Dreamcast also wasn't helped by Bernie Stolar's outright disdain for the Saturn. He said at E3 1997 that "The Saturn is not our future." He actually wasn't wrong, but lot of third party developers and Saturn consumers were really pissed off about what Stolar said. It did poison the well a bit for the Dreamcast, especially in light of how the Saturn had followed the Sega CD and 32X, two other platforms that Sega dumped pretty quickly with little support. At that point Sega had painted a pretty clear picture of itself as a company that couldn't guarantee a long-term install base. If Sega couldn't be bothered to support their own platform, why should anybody else support it?
Nintendo was sweating bullets about the PSP. It was a pretty impressive little gadget, and people thought it was going to repeat the PS2's success in the handheld front, which would have led to complete ruin for Nintendo. It even had Grand Theft Auto on it. I got a DS in its launch year, but didn't know what to make of it. The DS turned out to be a really good handheld in the end.
Sega didn't have enough money to survive enough to see broadband become a standard without a home console. They might as well not have bothered with the Dreamcast and just done Virtua Fighter and Sonic Adventure as PS2 launch titles in that scenario. They'd also have been going head to head against the Xbox by that point.
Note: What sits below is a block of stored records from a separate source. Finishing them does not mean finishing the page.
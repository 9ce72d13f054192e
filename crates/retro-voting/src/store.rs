//! Vote persistence seam.
//!
//! The session manager only needs four things from storage: the caps of a
//! retrospective, every persisted vote of it, whether a target exists, and
//! an idempotent upsert of one absolute count.

use std::collections::{HashMap, HashSet};
use std::future::Future;
use std::sync::atomic::{AtomicBool, Ordering};

use anyhow::Result;
use chrono::Utc;
use retro_common::models::{
    retrospective::VoteLimits,
    vote::{VoteRecord, VoteTarget},
};
use retro_db::{
    Database,
    repository::{items, retrospectives, votes},
};
use tokio::sync::RwLock;
use uuid::Uuid;

pub trait VoteStore: Send + Sync + 'static {
    /// Caps for a retrospective, `None` if it does not exist.
    fn vote_limits(
        &self,
        retrospective_id: Uuid,
    ) -> impl Future<Output = Result<Option<VoteLimits>>> + Send;

    fn load_votes(
        &self,
        retrospective_id: Uuid,
    ) -> impl Future<Output = Result<Vec<VoteRecord>>> + Send;

    fn target_exists(
        &self,
        retrospective_id: Uuid,
        target: VoteTarget,
    ) -> impl Future<Output = Result<bool>> + Send;

    fn upsert_vote(
        &self,
        user_id: Uuid,
        retrospective_id: Uuid,
        target: VoteTarget,
        count: u32,
    ) -> impl Future<Output = Result<()>> + Send;
}

/// PostgreSQL-backed store.
#[derive(Clone)]
pub struct PgVoteStore {
    db: Database,
}

impl PgVoteStore {
    pub fn new(db: Database) -> Self {
        Self { db }
    }
}

impl VoteStore for PgVoteStore {
    async fn vote_limits(&self, retrospective_id: Uuid) -> Result<Option<VoteLimits>> {
        let retro = retrospectives::find_by_id(&self.db.pool, retrospective_id).await?;
        Ok(retro.as_ref().map(VoteLimits::from))
    }

    async fn load_votes(&self, retrospective_id: Uuid) -> Result<Vec<VoteRecord>> {
        Ok(votes::list_for_retrospective(&self.db.pool, retrospective_id).await?)
    }

    async fn target_exists(&self, retrospective_id: Uuid, target: VoteTarget) -> Result<bool> {
        Ok(items::target_exists(&self.db.pool, retrospective_id, target).await?)
    }

    async fn upsert_vote(
        &self,
        user_id: Uuid,
        retrospective_id: Uuid,
        target: VoteTarget,
        count: u32,
    ) -> Result<()> {
        let count = i32::try_from(count)?;
        votes::upsert_vote(&self.db.pool, user_id, retrospective_id, target, count).await?;
        Ok(())
    }
}

/// In-memory store for tests and local runs without a database.
#[derive(Default)]
pub struct MemoryVoteStore {
    limits: RwLock<HashMap<Uuid, VoteLimits>>,
    targets: RwLock<HashSet<(Uuid, VoteTarget)>>,
    votes: RwLock<HashMap<(Uuid, Uuid, VoteTarget), u32>>,
    fail_writes: AtomicBool,
}

impl MemoryVoteStore {
    pub fn new() -> Self {
        Self::default()
    }

    pub async fn insert_retrospective(&self, retrospective_id: Uuid, limits: VoteLimits) {
        self.limits.write().await.insert(retrospective_id, limits);
    }

    pub async fn insert_target(&self, retrospective_id: Uuid, target: VoteTarget) {
        self.targets.write().await.insert((retrospective_id, target));
    }

    /// Persisted count for one (user, target), as a fresh reload would see it.
    pub async fn stored_count(
        &self,
        user_id: Uuid,
        retrospective_id: Uuid,
        target: VoteTarget,
    ) -> Option<u32> {
        self.votes
            .read()
            .await
            .get(&(user_id, retrospective_id, target))
            .copied()
    }

    /// Make every subsequent upsert fail, to simulate an unavailable store.
    pub fn set_fail_writes(&self, fail: bool) {
        self.fail_writes.store(fail, Ordering::SeqCst);
    }
}

impl VoteStore for MemoryVoteStore {
    async fn vote_limits(&self, retrospective_id: Uuid) -> Result<Option<VoteLimits>> {
        Ok(self.limits.read().await.get(&retrospective_id).copied())
    }

    async fn load_votes(&self, retrospective_id: Uuid) -> Result<Vec<VoteRecord>> {
        let now = Utc::now();
        let mut records: Vec<VoteRecord> = self
            .votes
            .read()
            .await
            .iter()
            .filter(|((_, retro, _), _)| *retro == retrospective_id)
            .map(|((user_id, retro, target), count)| VoteRecord {
                user_id: *user_id,
                retrospective_id: *retro,
                target_type: target.target_type,
                target_id: target.target_id,
                count: *count as i32,
                updated_at: now,
            })
            .collect();
        records.sort_by_key(|r| (r.user_id, r.target()));
        Ok(records)
    }

    async fn target_exists(&self, retrospective_id: Uuid, target: VoteTarget) -> Result<bool> {
        Ok(self.targets.read().await.contains(&(retrospective_id, target)))
    }

    async fn upsert_vote(
        &self,
        user_id: Uuid,
        retrospective_id: Uuid,
        target: VoteTarget,
        count: u32,
    ) -> Result<()> {
        if self.fail_writes.load(Ordering::SeqCst) {
            anyhow::bail!("vote store unavailable");
        }
        self.votes
            .write()
            .await
            .insert((user_id, retrospective_id, target), count);
        Ok(())
    }
}
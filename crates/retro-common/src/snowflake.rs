//! Time-sortable ID generation.
//!
//! Retrospectives, items and groups get UUID v7 identifiers: globally
//! unique, generated without coordination, and ordered by creation time so
//! `ORDER BY id` doubles as chronological order.

use uuid::Uuid;

/// Generate a new time-sortable ID.
pub fn generate_id() -> Uuid {
    Uuid::now_v7()
}

#[cfg(test)]
mod tests {
    use super::*;

    #[test]
    fn ids_are_unique_and_sortable() {
        let first = generate_id();
        std::thread::sleep(std::time::Duration::from_millis(2));
        let second = generate_id();
        assert_ne!(first, second);
        assert!(first < second);
    }
}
Well if DC was somehow able to get DVD it would have greatly helped esp in Japan where PS2 was primarily bought as a DVD player with Matrix in 2000. One thing SEGA could have done entirely is what they planned to do with Sony for Saturn but with MS this round. License their name and have MS make the system. SEGA tried to do that with Saturn and Sony but those talks fell apart. SEGA's name in 1999 which still meant something with MS money.